They stress the importance of allowing children to take part in “risky active play,” during which they are able to assess the challenges they face, become more resilient, and develop important skills that help them cope with problems they encounter later in life.
This doesn’t mean we should be sending our children off without necessary precautions – as parents, it is our responsibility to find the right balance between giving our kids the freedom to play and making sure they are safe.
“To facilitate healthy child development parents need to allow children to challenge themselves with their outdoor activities, and this includes taking calculated risks, and learning from such experiences,” says Professor Mark Tremblay, director of the HALO research group.
“The goal of parents and play providers should be to manage risk, not eliminate it.”
A few ways you can help your kids stay healthy this season:
Encourage your children to go out on their own and seek natural environments to play in, rather than playgrounds with prefabricated structures. They should also be encouraged to explore the environment in different weather conditions. Research shows that when children are allowed to play on their own, they develop confidence, learn problem-solving skills and are better able to manage the risks and stressors in their daily lives. This type of play also allows them to develop important social connections and skills by interacting with other children and adults in their community.
Biking and skateboarding
One of the best ways for kids to explore their environment is by biking or skateboarding, and fall, with its beautiful colours and brisk weather, is the perfect season. Before starting, always make sure your child is wearing the right protective gear, including a properly fitted helmet. Helmets work by absorbing the force of impact and can decrease the risk of serious head injuries by 70 to 90 per cent.

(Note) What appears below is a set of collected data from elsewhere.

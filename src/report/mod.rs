pub mod console;
pub mod json;
pub mod report_model;
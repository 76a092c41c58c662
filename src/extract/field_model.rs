use std::fmt;

use serde::{Deserialize, Serialize};

/// Constraint value for element kinds that carry no numeric constraints.
pub const NOT_APPLICABLE: &str = "N/A";

/// Constraint value for a numeric text box missing the attribute.
pub const MISSING: &str = "Null";

/// Widget and native-control categories the extractor understands.
#[derive(Debug, Clone, Copy, PartialEq, Eq, Hash, PartialOrd, Ord, Serialize, Deserialize)]
pub enum RecognizedElementKind {
    /// Plain text `<input>`. Part of the output vocabulary, but the input
    /// heuristics currently never assign it (see `classify_input`).
    #[serde(rename = "text")]
    TextInput,
    #[serde(rename = "checkbox")]
    Checkbox,
    #[serde(rename = "kendoTextBox")]
    KendoTextBox,
    #[serde(rename = "textarea")]
    TextArea,
    #[serde(rename = "kendo-dropdownlist")]
    DropdownList,
    #[serde(rename = "kendo-datepicker")]
    DatePicker,
    #[serde(rename = "kendo-numerictextbox")]
    NumericTextBox,
}

impl RecognizedElementKind {
    pub fn as_str(&self) -> &'static str {
        match self {
            RecognizedElementKind::TextInput => "text",
            RecognizedElementKind::Checkbox => "checkbox",
            RecognizedElementKind::KendoTextBox => "kendoTextBox",
            RecognizedElementKind::TextArea => "textarea",
            RecognizedElementKind::DropdownList => "kendo-dropdownlist",
            RecognizedElementKind::DatePicker => "kendo-datepicker",
            RecognizedElementKind::NumericTextBox => "kendo-numerictextbox",
        }
    }
}

impl fmt::Display for RecognizedElementKind {
    fn fmt(&self, f: &mut fmt::Formatter<'_>) -> fmt::Result {
        f.write_str(self.as_str())
    }
}

/// Tags scanned per document, in output order.
///
/// Records are grouped by this order first and document order second, so
/// consumers can rely on e.g. all inputs preceding all text areas.
#[derive(Debug, Clone, Copy, PartialEq, Eq)]
pub enum RecognizedTag {
    Input,
    TextArea,
    DropdownList,
    DatePicker,
    NumericTextBox,
}

impl RecognizedTag {
    pub const SCAN_ORDER: [RecognizedTag; 5] = [
        RecognizedTag::Input,
        RecognizedTag::TextArea,
        RecognizedTag::DropdownList,
        RecognizedTag::DatePicker,
        RecognizedTag::NumericTextBox,
    ];

    pub fn tag_name(&self) -> &'static str {
        match self {
            RecognizedTag::Input => "input",
            RecognizedTag::TextArea => "textarea",
            RecognizedTag::DropdownList => "kendo-dropdownlist",
            RecognizedTag::DatePicker => "kendo-datepicker",
            RecognizedTag::NumericTextBox => "kendo-numerictextbox",
        }
    }
}

/// Metadata for one recognized element.
///
/// Field names on the wire match the JSON the field inventory has always
/// been published in.
#[derive(Debug, Clone, PartialEq, Eq, Serialize, Deserialize)]
pub struct FieldRecord {
    #[serde(rename = "ActualFieldName")]
    pub field_name: String,

    #[serde(rename = "BindingPropertyName")]
    pub binding_name: String,

    /// `None` for an `<input>` that is neither a checkbox nor a Kendo text box.
    #[serde(rename = "inputType", default, skip_serializing_if = "Option::is_none")]
    pub input_kind: Option<RecognizedElementKind>,

    #[serde(rename = "fileName")]
    pub source_name: String,

    pub min: String,
    pub max: String,

    #[serde(rename = "autoCorrect")]
    pub auto_correct: String,
}

/// Min/max/auto-correct triple attached to a record.
#[derive(Debug, Clone, PartialEq, Eq)]
pub struct NumericConstraints {
    pub min: String,
    pub max: String,
    pub auto_correct: String,
}

impl NumericConstraints {
    pub fn not_applicable() -> Self {
        Self {
            min: NOT_APPLICABLE.to_string(),
            max: NOT_APPLICABLE.to_string(),
            auto_correct: NOT_APPLICABLE.to_string(),
        }
    }
}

Helmets come in various sizes and differ depending on the activity they are being used for. Always consult with a professional equipment fitter to make sure your child is wearing the right helmet.
Biking helmets are designed to protect the head against a single, high-impact crash and must be replaced after a single collision. Skateboarding helmets, on the other hand, are better suited to withstand more than one crash.
”Protecting your brain with a helmet can save your life,” says Kerri-lynn Whyte, trauma and injury prevention coordinator at CHEO. “Wearing a helmet can help absorb the impact that would otherwise cause a potential brain injury. Helmets should be worn while riding bicycles, scooters, skateboards, inline skates and roller skates.” Whyte recommends parents visit www.ottawathinkfirst.ca for information on helmet safety.
Falls and tumbles are a natural part of being a kid. By letting our children play outside, we limit the amount of time they spend sitting in front of the TV and computer. By encouraging them to go out and play, we instil healthy habits that will follow them into adulthood. Help your kids be healthier this fall by making sure they take the right precautions and are given freedom to go out and explore.